Hybrid work leads to stress among working parents

2 in 5 workers don’t have access to child care, finds report

Hybrid work leads to stress among working parents

Remote and hybrid work is not always rainbows and butterflies, judging by the results of a recent survey.

While 58% of working parents say the increased flexibility in their schedules are a source of fulfillment and relief, it can also be a source of isolation, reports Bright Horizons, a provider of early education and child care.

Specifically, nearly half (47%) of those working in remote or hybrid settings only talk to the people in their household, and 41% go days without setting foot outside their house.

“The Modern Family Index research confirms that many working parents are struggling personally and professionally. While they have embraced a more flexible work environment, it has come with unintended consequences that are impacting their mental health and their ability to manage life’s responsibilities,” says Stephen Kramer, CEO of Bright Horizons.

Two-thirds of the global workforce say they prefer a hybrid arrangement, according to a previous report.

Younger workers feel more likely to grapple with isolation than their older counterparts, according to the Bright Horizons report.

More among them are going days without going outside while remote working (49% Gen Z/Millennials vs. 31% Gen X/Baby Boomer) and are more likely to go without speaking to anyone beyond their household (53% Gen Z/Millennials vs. 40% Gen X/Baby Boomer).

Personal tasks of working parents

Two in five (41%) hybrid or fully remote working parents say they at least sometimes feel like they need to hide their personal obligations from others in their workplace, based on the survey of 2,005 adults in the U.S. from Feb. 23 to March 6, 2023.

“Parents are likely hiding their burden because they likely have no guidance on how to manage fully remote and hybrid work and being a working parent at the same time,” says Bright Horizons.

Also, while remote work is permitted, many of those working in a hybrid environment are concerned about the impact it’ll have on their careers. 

While 71% of office workers want to work a hybrid or remote schedule of their choice, only 43% of employees can work in the location of their choice, reported Ivanti, a provider of automation platforms.

Over a third (35%) feel the arrangement negatively impacts their careers when they choose to work from home, and 42% of those working remotely or in a hybrid environment worry about bringing up complaints related to working from home as they fear speaking about it could result in a return to working in person, according to Bright Horizons.

Child care is also a problem: extreme child care shortages have left 40% of parents saying they don’t have access to the child care they need, with 41% citing cost as a barrier.

Half (50%) of these parents agree their productivity at work suffers when they are stressed about child care, and 77% feel that having child care support is important to how productively they work.

Supporting working parents

Now, nearly half (49%) of workers wish their employers would do more to help. Specifically, workers want their employer to:  

  • offer to help pay for child care (43%)
  • provide emergency child care benefits (34%)
  • offer on-site child care (32%)
  • offer flexible spending account (FSA) for childcare expenses (30%)
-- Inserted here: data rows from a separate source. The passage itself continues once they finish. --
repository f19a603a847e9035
mod display;
mod script;
mod terminal;

pub use display::{DisplayError, TerminalDisplay};
pub use script::{ParseError, ScriptedMoves};
pub use terminal::run_interactive_terminal;
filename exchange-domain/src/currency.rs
//! Currencies, countries, regions and trading pairs.

use rust_decimal::Decimal;
use serde::{Deserialize, Serialize};

// =============================================================================
// Currency
// =============================================================================

/// Whether a currency is a national currency or a crypto asset.
#[derive(Debug, Clone, Copy, PartialEq, Eq, Hash, Serialize, Deserialize)]
#[serde(rename_all = "lowercase")]
pub enum CurrencyType {
    /// National currency (usd, eur, ...)
    Fiat,
    /// Crypto asset (btc, eth, ...)
    Crypto,
}

/// A currency the exchange service can quote.
///
/// Codes are lower-case (`"usd"`, `"btc"`). `currency_id` is the wallet
/// identifier (`"bitcoin-mainnet:__native__"`) and is only meaningful for
/// crypto assets.
#[derive(Debug, Clone, PartialEq, Eq, Hash, Serialize, Deserialize)]
pub struct ExchangeCurrency {
    /// Lower-case currency code
    pub code: String,
    /// Display name
    pub name: String,
    /// Wallet currency identifier
    pub currency_id: String,
    /// Fiat or crypto
    #[serde(rename = "type")]
    pub currency_type: CurrencyType,
    /// Maximum fraction digits accepted for amounts in this currency
    pub decimals: u32,
}

impl ExchangeCurrency {
    /// Create a fiat currency.
    pub fn fiat(code: impl Into<String>, name: impl Into<String>, decimals: u32) -> Self {
        let code = code.into();
        Self {
            currency_id: code.clone(),
            code,
            name: name.into(),
            currency_type: CurrencyType::Fiat,
            decimals,
        }
    }

    /// Create a crypto currency.
    pub fn crypto(
        code: impl Into<String>,
        name: impl Into<String>,
        currency_id: impl Into<String>,
        decimals: u32,
    ) -> Self {
        Self {
            code: code.into(),
            name: name.into(),
            currency_id: currency_id.into(),
            currency_type: CurrencyType::Crypto,
            decimals,
        }
    }

    /// Is this a national currency.
    pub fn is_fiat(&self) -> bool {
        self.currency_type == CurrencyType::Fiat
    }

    /// Is this a crypto asset.
    pub fn is_crypto(&self) -> bool {
        self.currency_type == CurrencyType::Crypto
    }

    /// Network part of the currency id (`"bitcoin-mainnet"` for
    /// `"bitcoin-mainnet:__native__"`).
    pub fn network_id(&self) -> &str {
        network_of(&self.currency_id)
    }

    /// Copy of this currency with its id pointed at the matching test network.
    pub fn for_test_network(&self) -> Self {
        let currency_id = self
            .currency_id
            .replace("ethereum-mainnet", "ethereum-ropsten")
            .replace("mainnet", "testnet");
        Self {
            currency_id,
            ..self.clone()
        }
    }
}

/// Network part of a wallet currency id.
pub fn network_of(currency_id: &str) -> &str {
    currency_id.split(':').next().unwrap_or(currency_id)
}

// =============================================================================
// Country / Region
// =============================================================================

/// A sub-national region (US state, Canadian province).
#[derive(Debug, Clone, PartialEq, Eq, Hash, Serialize, Deserialize)]
pub struct ExchangeRegion {
    /// Region code ("NY")
    pub code: String,
    /// Display name
    pub name: String,
}

/// A country supported by the exchange service.
#[derive(Debug, Clone, PartialEq, Eq, Serialize, Deserialize)]
pub struct ExchangeCountry {
    /// ISO country code ("US")
    pub code: String,
    /// Display name
    pub name: String,
    /// Local fiat currency
    pub currency: ExchangeCurrency,
    /// Regions, empty when the country is not subdivided
    #[serde(default)]
    pub regions: Vec<ExchangeRegion>,
}

impl ExchangeCountry {
    /// Whether a region must be chosen before offers can be requested.
    pub fn requires_region(&self) -> bool {
        !self.regions.is_empty()
    }

    /// Find one of this country's regions by code.
    pub fn region(&self, code: &str) -> Option<&ExchangeRegion> {
        self.regions.iter().find(|region| region.code == code)
    }
}

// =============================================================================
// Pair
// =============================================================================

/// A tradable direction between two currencies.
///
/// `rate` is always the fiat price of the crypto side for fiat pairs and the
/// price of one `to_code` unit in `from_code` units for crypto/crypto pairs.
#[derive(Debug, Clone, PartialEq, Eq, Serialize, Deserialize)]
pub struct ExchangePair {
    /// Source currency code
    pub from_code: String,
    /// Quote currency code
    pub to_code: String,
    /// Conversion rate
    pub rate: Decimal,
}

impl ExchangePair {
    /// Create a pair.
    pub fn new(from_code: impl Into<String>, to_code: impl Into<String>, rate: Decimal) -> Self {
        Self {
            from_code: from_code.into(),
            to_code: to_code.into(),
            rate,
        }
    }

    /// Amount received for `input` (input / rate). Zero when the rate is zero.
    pub fn estimated_output(&self, input: Decimal) -> Decimal {
        if self.rate.is_zero() {
            return Decimal::ZERO;
        }
        input / self.rate
    }

    /// Input needed to receive `output` (output * rate).
    pub fn input_from_output(&self, output: Decimal) -> Decimal {
        output * self.rate
    }

    /// Whether this pair goes `from` -> `to`.
    pub fn connects(&self, from: &str, to: &str) -> bool {
        self.from_code == from && self.to_code == to
    }
}

// =============================================================================
// Native network info
// =============================================================================

/// Network fee information for a crypto asset's native fee currency.
#[derive(Debug, Clone, PartialEq, Eq, Serialize, Deserialize)]
pub struct NativeNetworkInfo {
    /// Code of the asset being sent
    pub currency_code: String,
    /// Wallet id of the asset being sent
    pub currency_id: String,
    /// Code of the asset fees are paid in ("eth" for ERC-20 tokens)
    pub network_currency_code: String,
    /// Estimated fee in the network currency
    pub fee_amount: Decimal,
}

impl NativeNetworkInfo {
    /// Whether the sent asset pays its own fees.
    pub fn is_native(&self) -> bool {
        self.currency_code == self.network_currency_code
    }
}
//! Outward requests issued by the reducer.

use std::collections::BTreeMap;

use exchange_domain::{ExchangeOffer, ExchangeOrder, OfferBody, OrderAction};

use crate::model::Mode;

/// A step the user must complete outside the flow (browser, crypto send).
#[derive(Debug, Clone, PartialEq, Eq)]
pub struct UserAction {
    /// Order the action belongs to
    pub order: ExchangeOrder,
    /// Service host the action urls are relative to
    pub base_url: String,
    /// The action
    pub action: OrderAction,
}

/// Everything the exchange flow can ask the outside world to do.
///
/// Variants for which [`Effect::is_native`] is true are handed to the host
/// application; every other variant has exactly one runtime handler.
#[derive(Debug, Clone, PartialEq)]
pub enum Effect {
    // Runtime-handled ---------------------------------------------------------
    LoadFeaturePromotions {
        mode: Mode,
    },
    UpdateFeaturePromotionShown {
        mode: Mode,
    },
    LoadUserPreferences,
    LoadCountries,
    LoadPairs {
        country_code: String,
        region_code: Option<String>,
        selected_fiat_currency_code: Option<String>,
        test: bool,
    },
    LoadWalletBalances {
        fiat_currency_code: String,
    },
    LoadNativeNetworkInfo {
        currency_id: String,
    },
    RequestOffers {
        body: Option<OfferBody>,
        mode: Mode,
        /// Decimals of the source currency; a wallet clamp truncates to them.
        amount_decimals: u32,
    },
    CreateOrder {
        offer: ExchangeOffer,
    },
    ProcessBackgroundActions {
        order: ExchangeOrder,
    },
    SubmitCryptoTransferHash {
        order: ExchangeOrder,
        action: OrderAction,
        transaction_hash: String,
    },
    UpdateRegionPreferences {
        country_code: String,
        region_code: Option<String>,
    },
    UpdateCurrencyPreference {
        currency_code: String,
    },
    UpdateLastOrderCurrency {
        currency_code: String,
    },
    UpdateLastSellCurrency {
        currency_code: String,
    },
    UpdateLastTradeCurrencyPair {
        source_code: Option<String>,
        quote_code: Option<String>,
    },
    UpdateLastOrderAmount {
        amount: String,
    },
    ClearDataCache,

    // Native ------------------------------------------------------------------
    TrackEvent {
        name: String,
        props: BTreeMap<String, String>,
    },
    ProcessUserAction(UserAction),
    ExitFlow,
    ErrorSignal,
}

impl Effect {
    /// Whether the host, not the runtime, handles this effect.
    pub fn is_native(&self) -> bool {
        matches!(
            self,
            Effect::TrackEvent { .. }
                | Effect::ProcessUserAction(_)
                | Effect::ExitFlow
                | Effect::ErrorSignal
        )
    }

    /// Analytics event without properties.
    pub fn track(name: impl Into<String>) -> Self {
        Effect::TrackEvent {
            name: name.into(),
            props: BTreeMap::new(),
        }
    }

    /// Short name for logs.
    pub fn name(&self) -> &'static str {
        match self {
            Effect::LoadFeaturePromotions { .. } => "LoadFeaturePromotions",
            Effect::UpdateFeaturePromotionShown { .. } => "UpdateFeaturePromotionShown",
            Effect::LoadUserPreferences => "LoadUserPreferences",
            Effect::LoadCountries => "LoadCountries",
            Effect::LoadPairs { .. } => "LoadPairs",
            Effect::LoadWalletBalances { .. } => "LoadWalletBalances",
            Effect::LoadNativeNetworkInfo { .. } => "LoadNativeNetworkInfo",
            Effect::RequestOffers { .. } => "RequestOffers",
            Effect::CreateOrder { .. } => "CreateOrder",
            Effect::ProcessBackgroundActions { .. } => "ProcessBackgroundActions",
            Effect::SubmitCryptoTransferHash { .. } => "SubmitCryptoTransferHash",
            Effect::UpdateRegionPreferences { .. } => "UpdateRegionPreferences",
            Effect::UpdateCurrencyPreference { .. } => "UpdateCurrencyPreference",
            Effect::UpdateLastOrderCurrency { .. } => "UpdateLastOrderCurrency",
            Effect::UpdateLastSellCurrency { .. } => "UpdateLastSellCurrency",
            Effect::UpdateLastTradeCurrencyPair { .. } => "UpdateLastTradeCurrencyPair",
            Effect::UpdateLastOrderAmount { .. } => "UpdateLastOrderAmount",
            Effect::ClearDataCache => "ClearDataCache",
            Effect::TrackEvent { .. } => "TrackEvent",
            Effect::ProcessUserAction(_) => "ProcessUserAction",
            Effect::ExitFlow => "ExitFlow",
            Effect::ErrorSignal => "ErrorSignal",
        }
    }
}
“The moment is now for employers to step in to fill these voids,” says Kramer. “This includes clearly defined benefit programs, mental and professional support services, as well as access to quality child and adult care. Giving this kind of assistance to working parents allows them to be more productive and bring more of themselves to work each day.”

A previous report found that policies mandated for all workers in jobs that can be done remotely can lead to decreased engagement, reduced desire to stay with the employer, a decrease in the amount of work done each day, and increased commuting time.

Here are some things employers can do to support remote/hybrid working moms, according to Mitel, a provider of remote work solutions:

  • Give mothers some wiggle room in their schedules, including the option to work remotely when needed or adjust their hours around the school day.
  • Provide flexible leave time separate from vacation days.
  • Offer subsidies for daycare or summer camp, provide childcare facilities or access to early education.
  • Acknowledge and address the additional challenges facing single mothers and mothers of color. Listen to what these women need and foster an inclusive culture with an emphasis on allyship and mentorship to make sure they feel heard and appreciated.
  • Create opportunities for mothers returning to work by addressing your hiring process and offering training, “returnships,” or on-ramp programs.